START THE RECORDS

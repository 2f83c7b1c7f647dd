use super::ExplorationStrategy;
use crate::state::{ActorState, State};

/// Explores actors in id order.
#[derive(Debug, Clone, Copy, Default)]
pub struct BasicStrategy;

impl ExplorationStrategy for BasicStrategy {
    fn name(&self) -> &'static str {
        "none"
    }

    fn valuation(&self, _state: &State, _actor: &ActorState) -> i32 {
        0
    }
}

END THE RECORDS

> **INSTRUCTIONS FOR THE TASK**
Using the data above, say how many lines include the word "State". Write only that number.

> **YOUR SOLUTION**
2